**EXERCISE REQUIREMENTS**
The answer must consist of the records, repeated exactly.

Records from a dataset
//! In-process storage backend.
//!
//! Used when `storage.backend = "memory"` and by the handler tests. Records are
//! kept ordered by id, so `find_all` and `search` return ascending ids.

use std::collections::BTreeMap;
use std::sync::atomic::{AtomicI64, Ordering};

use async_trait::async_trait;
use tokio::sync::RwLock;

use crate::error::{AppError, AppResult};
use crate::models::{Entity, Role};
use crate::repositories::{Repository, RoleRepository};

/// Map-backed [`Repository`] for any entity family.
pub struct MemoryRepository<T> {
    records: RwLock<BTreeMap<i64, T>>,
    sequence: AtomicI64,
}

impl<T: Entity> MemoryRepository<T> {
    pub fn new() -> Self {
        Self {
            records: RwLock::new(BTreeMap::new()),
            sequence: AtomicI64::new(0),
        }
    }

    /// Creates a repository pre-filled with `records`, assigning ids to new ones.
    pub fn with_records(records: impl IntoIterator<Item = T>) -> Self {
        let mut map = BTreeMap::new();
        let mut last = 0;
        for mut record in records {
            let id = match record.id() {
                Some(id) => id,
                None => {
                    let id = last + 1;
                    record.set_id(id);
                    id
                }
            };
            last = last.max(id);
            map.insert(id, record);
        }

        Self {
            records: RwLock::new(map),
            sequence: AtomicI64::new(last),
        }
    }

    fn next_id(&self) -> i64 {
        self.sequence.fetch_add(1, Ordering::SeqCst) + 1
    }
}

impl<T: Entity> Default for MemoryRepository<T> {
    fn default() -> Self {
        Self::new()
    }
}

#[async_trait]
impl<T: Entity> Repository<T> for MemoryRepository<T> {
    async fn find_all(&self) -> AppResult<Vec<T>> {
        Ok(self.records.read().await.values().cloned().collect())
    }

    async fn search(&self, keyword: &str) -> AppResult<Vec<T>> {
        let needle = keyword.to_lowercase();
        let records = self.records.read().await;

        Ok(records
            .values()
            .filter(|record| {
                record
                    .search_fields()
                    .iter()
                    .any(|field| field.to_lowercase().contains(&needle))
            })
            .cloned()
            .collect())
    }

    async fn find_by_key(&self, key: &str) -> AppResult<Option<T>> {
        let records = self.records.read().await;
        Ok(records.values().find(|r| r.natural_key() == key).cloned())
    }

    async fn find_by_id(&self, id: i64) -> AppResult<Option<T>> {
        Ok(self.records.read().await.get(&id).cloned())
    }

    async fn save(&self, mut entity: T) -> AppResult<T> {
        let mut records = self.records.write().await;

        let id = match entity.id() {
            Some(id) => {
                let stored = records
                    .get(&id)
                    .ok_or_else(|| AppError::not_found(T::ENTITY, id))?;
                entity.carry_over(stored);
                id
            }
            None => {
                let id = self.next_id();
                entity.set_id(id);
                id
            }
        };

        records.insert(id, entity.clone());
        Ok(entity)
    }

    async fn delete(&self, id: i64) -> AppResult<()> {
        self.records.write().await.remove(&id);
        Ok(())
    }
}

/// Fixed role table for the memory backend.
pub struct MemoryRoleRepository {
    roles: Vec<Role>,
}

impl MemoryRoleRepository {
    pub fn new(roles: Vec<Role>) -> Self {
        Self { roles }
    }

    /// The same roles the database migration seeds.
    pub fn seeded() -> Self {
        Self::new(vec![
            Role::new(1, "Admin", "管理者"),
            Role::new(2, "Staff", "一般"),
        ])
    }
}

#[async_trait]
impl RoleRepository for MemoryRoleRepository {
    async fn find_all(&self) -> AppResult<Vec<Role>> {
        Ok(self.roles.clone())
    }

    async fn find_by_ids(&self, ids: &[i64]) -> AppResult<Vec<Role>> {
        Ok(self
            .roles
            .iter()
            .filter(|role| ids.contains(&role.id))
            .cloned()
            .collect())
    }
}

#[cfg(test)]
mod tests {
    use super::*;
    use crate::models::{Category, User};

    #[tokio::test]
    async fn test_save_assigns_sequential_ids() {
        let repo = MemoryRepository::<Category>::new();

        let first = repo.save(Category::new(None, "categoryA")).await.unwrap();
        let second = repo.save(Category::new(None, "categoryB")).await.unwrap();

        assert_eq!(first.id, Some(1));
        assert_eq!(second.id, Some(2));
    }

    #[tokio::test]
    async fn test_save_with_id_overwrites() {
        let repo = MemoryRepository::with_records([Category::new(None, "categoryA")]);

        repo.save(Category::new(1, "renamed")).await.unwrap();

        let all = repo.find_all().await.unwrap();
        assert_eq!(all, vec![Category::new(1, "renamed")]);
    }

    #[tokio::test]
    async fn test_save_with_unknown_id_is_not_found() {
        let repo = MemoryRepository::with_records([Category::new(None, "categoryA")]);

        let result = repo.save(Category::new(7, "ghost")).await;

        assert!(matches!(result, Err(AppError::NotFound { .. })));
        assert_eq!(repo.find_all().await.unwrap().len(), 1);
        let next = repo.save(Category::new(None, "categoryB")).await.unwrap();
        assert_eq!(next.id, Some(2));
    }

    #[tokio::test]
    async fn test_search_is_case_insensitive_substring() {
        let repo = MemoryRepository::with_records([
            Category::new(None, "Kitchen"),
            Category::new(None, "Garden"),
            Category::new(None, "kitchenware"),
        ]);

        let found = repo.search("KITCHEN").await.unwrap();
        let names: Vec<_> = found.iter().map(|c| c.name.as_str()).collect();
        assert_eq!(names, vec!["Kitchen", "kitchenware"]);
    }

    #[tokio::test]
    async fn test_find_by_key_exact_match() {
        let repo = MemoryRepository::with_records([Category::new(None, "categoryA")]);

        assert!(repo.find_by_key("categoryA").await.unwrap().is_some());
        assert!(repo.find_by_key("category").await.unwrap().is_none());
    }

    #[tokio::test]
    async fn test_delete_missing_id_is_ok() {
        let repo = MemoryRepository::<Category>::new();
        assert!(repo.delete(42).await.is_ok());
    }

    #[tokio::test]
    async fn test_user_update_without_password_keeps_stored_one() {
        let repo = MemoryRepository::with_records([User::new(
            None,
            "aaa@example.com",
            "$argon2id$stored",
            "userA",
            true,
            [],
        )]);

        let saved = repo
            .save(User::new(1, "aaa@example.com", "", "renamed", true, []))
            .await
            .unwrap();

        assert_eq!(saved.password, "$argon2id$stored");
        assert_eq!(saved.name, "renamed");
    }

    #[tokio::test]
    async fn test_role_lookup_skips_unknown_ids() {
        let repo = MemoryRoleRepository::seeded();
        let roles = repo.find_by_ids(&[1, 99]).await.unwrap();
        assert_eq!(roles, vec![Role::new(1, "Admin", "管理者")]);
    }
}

**TASK SOLUTION**
//! In-process storage backend.
//!
//! Used when `storage.backend = "memory"` and by the handler tests. Records are
//! kept ordered by id, so `find_all` and `search` return ascending ids.

use std::collections::BTreeMap;
use std::sync::atomic::{AtomicI64, Ordering};

use async_trait::async_trait;
use tokio::sync::RwLock;

use crate::error::{AppError, AppResult};
use crate::models::{Entity, Role};
use crate::repositories::{Repository, RoleRepository};

/// Map-backed [`Repository`] for any entity family.
pub struct MemoryRepository<T> {
    records: RwLock<BTreeMap<i64, T>>,
    sequence: AtomicI64,
}

impl<T: Entity> MemoryRepository<T> {
    pub fn new() -> Self {
        Self {
            records: RwLock::new(BTreeMap::new()),
            sequence: AtomicI64::new(0),
        }
    }

    /// Creates a repository pre-filled with `records`, assigning ids to new ones.
    pub fn with_records(records: impl IntoIterator<Item = T>) -> Self {
        let mut map = BTreeMap::new();
        let mut last = 0;
        for mut record in records {
            let id = match record.id() {
                Some(id) => id,
                None => {
                    let id = last + 1;
                    record.set_id(id);
                    id
                }
            };
            last = last.max(id);
            map.insert(id, record);
        }

        Self {
            records: RwLock::new(map),
            sequence: AtomicI64::new(last),
        }
    }

    fn next_id(&self) -> i64 {
        self.sequence.fetch_add(1, Ordering::SeqCst) + 1
    }
}

impl<T: Entity> Default for MemoryRepository<T> {
    fn default() -> Self {
        Self::new()
    }
}

#[async_trait]
impl<T: Entity> Repository<T> for MemoryRepository<T> {
    async fn find_all(&self) -> AppResult<Vec<T>> {
        Ok(self.records.read().await.values().cloned().collect())
    }

    async fn search(&self, keyword: &str) -> AppResult<Vec<T>> {
        let needle = keyword.to_lowercase();
        let records = self.records.read().await;

        Ok(records
            .values()
            .filter(|record| {
                record
                    .search_fields()
                    .iter()
                    .any(|field| field.to_lowercase().contains(&needle))
            })
            .cloned()
            .collect())
    }

    async fn find_by_key(&self, key: &str) -> AppResult<Option<T>> {
        let records = self.records.read().await;
        Ok(records.values().find(|r| r.natural_key() == key).cloned())
    }

    async fn find_by_id(&self, id: i64) -> AppResult<Option<T>> {
        Ok(self.records.read().await.get(&id).cloned())
    }

    async fn save(&self, mut entity: T) -> AppResult<T> {
        let mut records = self.records.write().await;

        let id = match entity.id() {
            Some(id) => {
                let stored = records
                    .get(&id)
                    .ok_or_else(|| AppError::not_found(T::ENTITY, id))?;
                entity.carry_over(stored);
                id
            }
            None => {
                let id = self.next_id();
                entity.set_id(id);
                id
            }
        };

        records.insert(id, entity.clone());
        Ok(entity)
    }

    async fn delete(&self, id: i64) -> AppResult<()> {
        self.records.write().await.remove(&id);
        Ok(())
    }
}

/// Fixed role table for the memory backend.
pub struct MemoryRoleRepository {
    roles: Vec<Role>,
}

impl MemoryRoleRepository {
    pub fn new(roles: Vec<Role>) -> Self {
        Self { roles }
    }

    /// The same roles the database migration seeds.
    pub fn seeded() -> Self {
        Self::new(vec![
            Role::new(1, "Admin", "管理者"),
            Role::new(2, "Staff", "一般"),
        ])
    }
}

#[async_trait]
impl RoleRepository for MemoryRoleRepository {
    async fn find_all(&self) -> AppResult<Vec<Role>> {
        Ok(self.roles.clone())
    }

    async fn find_by_ids(&self, ids: &[i64]) -> AppResult<Vec<Role>> {
        Ok(self
            .roles
            .iter()
            .filter(|role| ids.contains(&role.id))
            .cloned()
            .collect())
    }
}

#[cfg(test)]
mod tests {
    use super::*;
    use crate::models::{Category, User};

    #[tokio::test]
    async fn test_save_assigns_sequential_ids() {
        let repo = MemoryRepository::<Category>::new();

        let first = repo.save(Category::new(None, "categoryA")).await.unwrap();
        let second = repo.save(Category::new(None, "categoryB")).await.unwrap();

        assert_eq!(first.id, Some(1));
        assert_eq!(second.id, Some(2));
    }

    #[tokio::test]
    async fn test_save_with_id_overwrites() {
        let repo = MemoryRepository::with_records([Category::new(None, "categoryA")]);

        repo.save(Category::new(1, "renamed")).await.unwrap();

        let all = repo.find_all().await.unwrap();
        assert_eq!(all, vec![Category::new(1, "renamed")]);
    }

    #[tokio::test]
    async fn test_save_with_unknown_id_is_not_found() {
        let repo = MemoryRepository::with_records([Category::new(None, "categoryA")]);

        let result = repo.save(Category::new(7, "ghost")).await;

        assert!(matches!(result, Err(AppError::NotFound { .. })));
        assert_eq!(repo.find_all().await.unwrap().len(), 1);
        let next = repo.save(Category::new(None, "categoryB")).await.unwrap();
        assert_eq!(next.id, Some(2));
    }

    #[tokio::test]
    async fn test_search_is_case_insensitive_substring() {
        let repo = MemoryRepository::with_records([
            Category::new(None, "Kitchen"),
            Category::new(None, "Garden"),
            Category::new(None, "kitchenware"),
        ]);

        let found = repo.search("KITCHEN").await.unwrap();
        let names: Vec<_> = found.iter().map(|c| c.name.as_str()).collect();
        assert_eq!(names, vec!["Kitchen", "kitchenware"]);
    }

    #[tokio::test]
    async fn test_find_by_key_exact_match() {
        let repo = MemoryRepository::with_records([Category::new(None, "categoryA")]);

        assert!(repo.find_by_key("categoryA").await.unwrap().is_some());
        assert!(repo.find_by_key("category").await.unwrap().is_none());
    }

    #[tokio::test]
    async fn test_delete_missing_id_is_ok() {
        let repo = MemoryRepository::<Category>::new();
        assert!(repo.delete(42).await.is_ok());
    }

    #[tokio::test]
    async fn test_user_update_without_password_keeps_stored_one() {
        let repo = MemoryRepository::with_records([User::new(
            None,
            "aaa@example.com",
            "$argon2id$stored",
            "userA",
            true,
            [],
        )]);

        let saved = repo
            .save(User::new(1, "aaa@example.com", "", "renamed", true, []))
            .await
            .unwrap();

        assert_eq!(saved.password, "$argon2id$stored");
        assert_eq!(saved.name, "renamed");
    }

    #[tokio::test]
    async fn test_role_lookup_skips_unknown_ids() {
        let repo = MemoryRoleRepository::seeded();
        let roles = repo.find_by_ids(&[1, 99]).await.unwrap();
        assert_eq!(roles, vec![Role::new(1, "Admin", "管理者")]);
    }
}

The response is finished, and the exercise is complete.